(Data records)
+===+
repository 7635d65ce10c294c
pub mod collector;
use std::{path::Path, sync::LazyLock};

use anyhow::Result;
use tracing::level_filters::LevelFilter;
use tracing_appender::rolling::Rotation;
use tracing_subscriber::fmt::{format::FmtSpan, writer::MakeWriterExt};

pub const CLI_PREFIX: &str = "cli";
pub const DAEMON_PREFIX: &str = "daemon";

/// Installs the global subscriber. Logs always go to a daily rotated file under `log_dir`; console
/// output is opt-in because the daemon's stdout carries UI events.
pub fn enable_logging(
    prefix: &str,
    log_dir: &Path,
    log_level: Option<LevelFilter>,
    show_std: bool,
) -> Result<()> {
    let appender = tracing_appender::rolling::Builder::new()
        .rotation(Rotation::DAILY)
        .max_log_files(5)
        .filename_prefix(prefix)
        .build(log_dir)?;

    let stderr = std::io::stderr.with_filter(move |_| show_std);

    let level = log_level
        .map(|v| v.to_string())
        .unwrap_or_else(|| std::env::var("RUST_LOG").unwrap_or_else(|_| "debug".into()));

    tracing_subscriber::fmt()
        .with_env_filter(tracing_subscriber::EnvFilter::new(format!(
            "{}={level}",
            env!("CARGO_PKG_NAME").replace("-", "_"),
        )))
        .with_span_events(FmtSpan::CLOSE)
        .with_writer(stderr.and(appender))
        .with_ansi(false)
        .pretty()
        .init();
    Ok(())
}

pub static TEST_LOGGING: LazyLock<()> = LazyLock::new(|| {
    let _ = tracing_subscriber::fmt()
        .with_max_level(LevelFilter::TRACE)
        .with_test_writer()
        .pretty()
        .try_init();
});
+===+
→ **Directions for this task**: Find the string "stderr" in the entries above and return each line that holds it.

→ **Solution to this exercise**:
    let stderr = std::io::stderr.with_filter(move |_| show_std);
        .with_writer(stderr.and(appender))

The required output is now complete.